→ **Work request**:
From the entries below, count every line that contains the word "write". Please give the number and nothing else.

[Data records]
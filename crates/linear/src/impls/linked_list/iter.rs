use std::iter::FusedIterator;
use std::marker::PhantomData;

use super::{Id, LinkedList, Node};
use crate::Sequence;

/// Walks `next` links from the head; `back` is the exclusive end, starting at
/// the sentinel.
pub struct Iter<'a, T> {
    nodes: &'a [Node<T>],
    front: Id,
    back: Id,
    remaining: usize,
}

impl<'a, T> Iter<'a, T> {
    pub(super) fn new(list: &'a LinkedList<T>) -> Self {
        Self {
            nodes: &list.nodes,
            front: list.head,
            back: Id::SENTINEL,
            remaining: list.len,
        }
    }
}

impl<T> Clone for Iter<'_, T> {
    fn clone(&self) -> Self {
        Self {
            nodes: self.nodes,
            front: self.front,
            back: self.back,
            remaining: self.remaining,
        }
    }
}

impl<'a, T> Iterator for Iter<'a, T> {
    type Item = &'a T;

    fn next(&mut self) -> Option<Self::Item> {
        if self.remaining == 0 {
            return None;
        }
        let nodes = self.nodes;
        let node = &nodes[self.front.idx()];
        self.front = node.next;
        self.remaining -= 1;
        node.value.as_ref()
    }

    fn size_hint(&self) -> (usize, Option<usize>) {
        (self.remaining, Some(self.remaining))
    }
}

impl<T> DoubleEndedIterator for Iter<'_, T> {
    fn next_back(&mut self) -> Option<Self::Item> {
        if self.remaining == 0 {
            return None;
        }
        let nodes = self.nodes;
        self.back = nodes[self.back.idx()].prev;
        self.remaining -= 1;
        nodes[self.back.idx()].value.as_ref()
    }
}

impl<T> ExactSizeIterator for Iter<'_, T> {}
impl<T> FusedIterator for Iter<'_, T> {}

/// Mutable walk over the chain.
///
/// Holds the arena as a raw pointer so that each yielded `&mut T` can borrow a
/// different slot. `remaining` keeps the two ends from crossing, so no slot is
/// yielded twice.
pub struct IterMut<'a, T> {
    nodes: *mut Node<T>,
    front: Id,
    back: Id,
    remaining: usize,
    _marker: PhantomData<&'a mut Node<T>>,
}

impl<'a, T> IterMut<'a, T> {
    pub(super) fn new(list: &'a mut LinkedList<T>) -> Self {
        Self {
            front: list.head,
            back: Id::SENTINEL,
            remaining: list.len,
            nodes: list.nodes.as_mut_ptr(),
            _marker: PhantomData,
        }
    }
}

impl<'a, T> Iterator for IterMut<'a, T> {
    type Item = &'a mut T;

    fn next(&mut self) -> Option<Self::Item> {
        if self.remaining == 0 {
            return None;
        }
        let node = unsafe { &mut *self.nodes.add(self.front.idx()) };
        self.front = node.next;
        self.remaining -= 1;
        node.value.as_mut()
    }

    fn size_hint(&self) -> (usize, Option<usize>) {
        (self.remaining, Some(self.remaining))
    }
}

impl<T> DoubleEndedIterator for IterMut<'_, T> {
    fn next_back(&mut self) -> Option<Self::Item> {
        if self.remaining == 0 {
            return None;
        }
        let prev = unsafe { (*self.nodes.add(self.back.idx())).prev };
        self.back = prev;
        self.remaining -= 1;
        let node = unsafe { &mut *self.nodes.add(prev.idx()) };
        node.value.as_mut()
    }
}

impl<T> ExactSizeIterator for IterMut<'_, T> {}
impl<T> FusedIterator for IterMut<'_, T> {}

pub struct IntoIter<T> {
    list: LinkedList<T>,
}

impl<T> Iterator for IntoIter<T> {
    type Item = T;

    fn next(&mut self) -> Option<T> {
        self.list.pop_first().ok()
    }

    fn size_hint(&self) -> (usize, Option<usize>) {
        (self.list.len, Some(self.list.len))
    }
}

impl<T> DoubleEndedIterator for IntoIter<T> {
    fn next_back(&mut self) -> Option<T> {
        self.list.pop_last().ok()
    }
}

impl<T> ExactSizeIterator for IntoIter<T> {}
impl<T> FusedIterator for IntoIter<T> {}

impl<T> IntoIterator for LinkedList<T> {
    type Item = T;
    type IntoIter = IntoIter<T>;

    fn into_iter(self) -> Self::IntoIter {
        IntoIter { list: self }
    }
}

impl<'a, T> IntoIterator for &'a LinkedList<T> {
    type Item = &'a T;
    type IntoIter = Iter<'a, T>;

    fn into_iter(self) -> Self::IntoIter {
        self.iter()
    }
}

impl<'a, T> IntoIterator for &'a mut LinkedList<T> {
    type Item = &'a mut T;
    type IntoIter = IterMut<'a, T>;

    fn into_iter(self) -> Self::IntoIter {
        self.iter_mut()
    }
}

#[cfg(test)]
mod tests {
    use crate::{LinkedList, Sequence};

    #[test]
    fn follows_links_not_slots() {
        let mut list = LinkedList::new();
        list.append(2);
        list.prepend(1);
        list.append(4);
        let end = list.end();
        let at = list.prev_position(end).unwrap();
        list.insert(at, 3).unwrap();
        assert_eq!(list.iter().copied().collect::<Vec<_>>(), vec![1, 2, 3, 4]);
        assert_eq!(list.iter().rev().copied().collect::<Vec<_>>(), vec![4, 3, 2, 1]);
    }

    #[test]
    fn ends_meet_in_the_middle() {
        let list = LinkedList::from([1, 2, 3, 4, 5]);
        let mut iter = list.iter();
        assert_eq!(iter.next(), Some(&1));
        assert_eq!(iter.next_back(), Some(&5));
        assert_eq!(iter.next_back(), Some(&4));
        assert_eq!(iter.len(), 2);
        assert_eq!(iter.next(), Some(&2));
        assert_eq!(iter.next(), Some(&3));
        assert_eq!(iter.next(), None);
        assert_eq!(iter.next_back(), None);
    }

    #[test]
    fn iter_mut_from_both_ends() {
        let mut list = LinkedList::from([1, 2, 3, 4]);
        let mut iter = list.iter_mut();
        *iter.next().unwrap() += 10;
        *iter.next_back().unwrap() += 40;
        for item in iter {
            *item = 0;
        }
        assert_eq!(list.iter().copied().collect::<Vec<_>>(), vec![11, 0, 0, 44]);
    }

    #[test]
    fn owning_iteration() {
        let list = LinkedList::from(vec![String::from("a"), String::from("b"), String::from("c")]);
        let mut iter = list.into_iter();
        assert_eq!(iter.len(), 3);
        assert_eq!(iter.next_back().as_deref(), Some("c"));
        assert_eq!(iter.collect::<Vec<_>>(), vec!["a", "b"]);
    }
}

---

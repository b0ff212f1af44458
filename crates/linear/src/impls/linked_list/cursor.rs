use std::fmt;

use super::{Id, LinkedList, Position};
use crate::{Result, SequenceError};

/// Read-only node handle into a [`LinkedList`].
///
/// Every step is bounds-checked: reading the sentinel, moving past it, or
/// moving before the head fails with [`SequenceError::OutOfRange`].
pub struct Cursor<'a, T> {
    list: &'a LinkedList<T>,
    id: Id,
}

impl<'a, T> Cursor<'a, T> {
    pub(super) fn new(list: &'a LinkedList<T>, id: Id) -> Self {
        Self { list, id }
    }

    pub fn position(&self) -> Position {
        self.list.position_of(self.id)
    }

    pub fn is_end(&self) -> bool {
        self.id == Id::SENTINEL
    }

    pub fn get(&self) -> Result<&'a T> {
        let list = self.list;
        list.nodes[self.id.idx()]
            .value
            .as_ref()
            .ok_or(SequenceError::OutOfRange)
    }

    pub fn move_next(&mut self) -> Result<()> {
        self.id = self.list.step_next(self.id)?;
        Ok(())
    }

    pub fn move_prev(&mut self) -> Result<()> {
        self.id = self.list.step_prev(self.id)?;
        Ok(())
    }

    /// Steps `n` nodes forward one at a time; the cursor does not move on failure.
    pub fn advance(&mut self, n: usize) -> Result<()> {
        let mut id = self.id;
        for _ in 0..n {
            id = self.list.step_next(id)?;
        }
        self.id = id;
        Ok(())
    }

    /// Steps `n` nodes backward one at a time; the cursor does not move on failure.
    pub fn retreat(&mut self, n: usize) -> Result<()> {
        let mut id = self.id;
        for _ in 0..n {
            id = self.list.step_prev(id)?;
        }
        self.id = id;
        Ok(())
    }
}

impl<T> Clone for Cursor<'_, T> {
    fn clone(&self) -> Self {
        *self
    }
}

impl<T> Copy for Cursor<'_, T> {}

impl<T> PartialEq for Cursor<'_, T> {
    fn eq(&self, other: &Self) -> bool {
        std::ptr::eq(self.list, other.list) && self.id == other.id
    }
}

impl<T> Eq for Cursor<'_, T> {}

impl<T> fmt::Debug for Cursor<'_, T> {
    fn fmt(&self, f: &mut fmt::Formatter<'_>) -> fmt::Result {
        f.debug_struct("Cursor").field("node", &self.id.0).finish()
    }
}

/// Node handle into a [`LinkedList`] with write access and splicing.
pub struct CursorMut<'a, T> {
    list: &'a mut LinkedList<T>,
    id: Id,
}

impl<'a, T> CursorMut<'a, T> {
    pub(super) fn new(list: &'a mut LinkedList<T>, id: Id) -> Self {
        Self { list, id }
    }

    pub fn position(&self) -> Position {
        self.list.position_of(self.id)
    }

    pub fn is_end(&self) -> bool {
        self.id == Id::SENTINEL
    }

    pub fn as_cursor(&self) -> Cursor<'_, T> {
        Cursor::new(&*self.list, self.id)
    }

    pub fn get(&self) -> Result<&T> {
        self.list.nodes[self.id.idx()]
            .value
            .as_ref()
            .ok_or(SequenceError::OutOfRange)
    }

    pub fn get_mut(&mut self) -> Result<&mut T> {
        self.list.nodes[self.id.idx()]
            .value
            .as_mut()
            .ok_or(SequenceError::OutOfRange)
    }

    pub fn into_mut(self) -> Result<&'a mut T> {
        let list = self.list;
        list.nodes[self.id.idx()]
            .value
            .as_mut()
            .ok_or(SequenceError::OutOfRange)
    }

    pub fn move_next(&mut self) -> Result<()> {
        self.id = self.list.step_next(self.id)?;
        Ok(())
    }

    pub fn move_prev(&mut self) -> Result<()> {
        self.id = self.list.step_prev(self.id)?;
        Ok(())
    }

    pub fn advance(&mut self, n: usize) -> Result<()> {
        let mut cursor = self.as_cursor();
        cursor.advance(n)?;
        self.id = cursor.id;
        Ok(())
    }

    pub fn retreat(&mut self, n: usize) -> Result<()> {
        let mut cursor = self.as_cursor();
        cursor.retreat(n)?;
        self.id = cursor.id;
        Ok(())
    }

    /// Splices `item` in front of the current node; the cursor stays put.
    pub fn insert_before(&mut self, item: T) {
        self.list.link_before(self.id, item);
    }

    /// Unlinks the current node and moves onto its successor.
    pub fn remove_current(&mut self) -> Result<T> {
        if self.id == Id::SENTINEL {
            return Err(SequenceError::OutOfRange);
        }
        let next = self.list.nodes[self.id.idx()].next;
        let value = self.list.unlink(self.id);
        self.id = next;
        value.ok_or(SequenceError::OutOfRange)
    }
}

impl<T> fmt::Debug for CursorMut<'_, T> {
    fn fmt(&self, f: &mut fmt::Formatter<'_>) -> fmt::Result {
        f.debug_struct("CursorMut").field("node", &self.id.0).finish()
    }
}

...

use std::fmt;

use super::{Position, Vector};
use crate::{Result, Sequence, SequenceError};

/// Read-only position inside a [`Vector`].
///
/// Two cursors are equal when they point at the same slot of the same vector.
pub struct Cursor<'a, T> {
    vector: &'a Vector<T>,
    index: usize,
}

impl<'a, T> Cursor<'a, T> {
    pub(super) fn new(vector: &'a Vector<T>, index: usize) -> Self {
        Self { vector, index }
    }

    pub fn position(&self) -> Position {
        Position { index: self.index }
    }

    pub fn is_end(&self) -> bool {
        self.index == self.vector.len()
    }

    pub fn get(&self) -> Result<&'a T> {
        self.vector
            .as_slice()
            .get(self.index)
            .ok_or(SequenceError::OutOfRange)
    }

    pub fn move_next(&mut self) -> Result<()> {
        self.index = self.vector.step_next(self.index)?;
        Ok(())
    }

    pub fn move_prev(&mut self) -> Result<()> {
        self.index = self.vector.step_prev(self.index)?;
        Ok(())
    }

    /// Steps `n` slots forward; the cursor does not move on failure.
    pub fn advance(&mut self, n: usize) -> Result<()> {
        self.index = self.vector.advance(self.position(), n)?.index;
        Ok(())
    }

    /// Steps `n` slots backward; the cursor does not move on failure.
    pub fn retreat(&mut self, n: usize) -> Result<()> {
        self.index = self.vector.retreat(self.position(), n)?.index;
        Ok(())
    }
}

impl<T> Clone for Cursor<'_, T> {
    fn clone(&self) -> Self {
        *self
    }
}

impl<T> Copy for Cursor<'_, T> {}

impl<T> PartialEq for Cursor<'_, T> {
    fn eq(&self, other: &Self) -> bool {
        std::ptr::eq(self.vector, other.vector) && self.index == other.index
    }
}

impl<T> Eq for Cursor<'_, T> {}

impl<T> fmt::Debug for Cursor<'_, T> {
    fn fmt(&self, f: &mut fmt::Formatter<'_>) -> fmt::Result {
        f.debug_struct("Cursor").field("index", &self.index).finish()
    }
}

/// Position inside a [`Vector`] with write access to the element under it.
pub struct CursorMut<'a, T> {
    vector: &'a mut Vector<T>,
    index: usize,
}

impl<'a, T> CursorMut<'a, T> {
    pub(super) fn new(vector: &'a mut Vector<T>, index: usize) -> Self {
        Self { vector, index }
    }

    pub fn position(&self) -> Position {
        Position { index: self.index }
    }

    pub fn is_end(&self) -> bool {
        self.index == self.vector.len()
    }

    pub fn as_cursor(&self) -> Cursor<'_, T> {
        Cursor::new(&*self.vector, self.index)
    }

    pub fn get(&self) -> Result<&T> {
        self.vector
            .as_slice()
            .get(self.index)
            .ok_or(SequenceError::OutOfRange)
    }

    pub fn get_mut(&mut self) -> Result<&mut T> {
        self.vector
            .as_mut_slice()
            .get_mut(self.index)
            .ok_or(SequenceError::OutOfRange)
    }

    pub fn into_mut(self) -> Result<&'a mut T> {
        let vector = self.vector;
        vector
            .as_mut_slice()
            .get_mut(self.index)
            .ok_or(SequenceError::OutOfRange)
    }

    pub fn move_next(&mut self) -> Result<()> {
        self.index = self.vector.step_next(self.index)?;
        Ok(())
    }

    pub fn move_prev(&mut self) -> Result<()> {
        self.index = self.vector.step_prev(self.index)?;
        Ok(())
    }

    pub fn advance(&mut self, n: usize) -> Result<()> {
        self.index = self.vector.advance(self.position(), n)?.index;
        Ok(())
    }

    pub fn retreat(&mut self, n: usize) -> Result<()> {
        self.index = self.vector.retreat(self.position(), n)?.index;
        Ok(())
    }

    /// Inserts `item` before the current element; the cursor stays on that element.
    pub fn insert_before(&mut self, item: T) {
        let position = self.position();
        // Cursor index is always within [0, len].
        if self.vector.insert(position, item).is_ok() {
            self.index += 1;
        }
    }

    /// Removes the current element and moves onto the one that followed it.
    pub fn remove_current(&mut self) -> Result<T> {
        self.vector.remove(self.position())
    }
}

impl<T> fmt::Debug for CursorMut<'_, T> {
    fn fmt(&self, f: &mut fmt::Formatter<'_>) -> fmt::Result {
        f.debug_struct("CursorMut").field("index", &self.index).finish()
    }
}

→ **The answer**:
2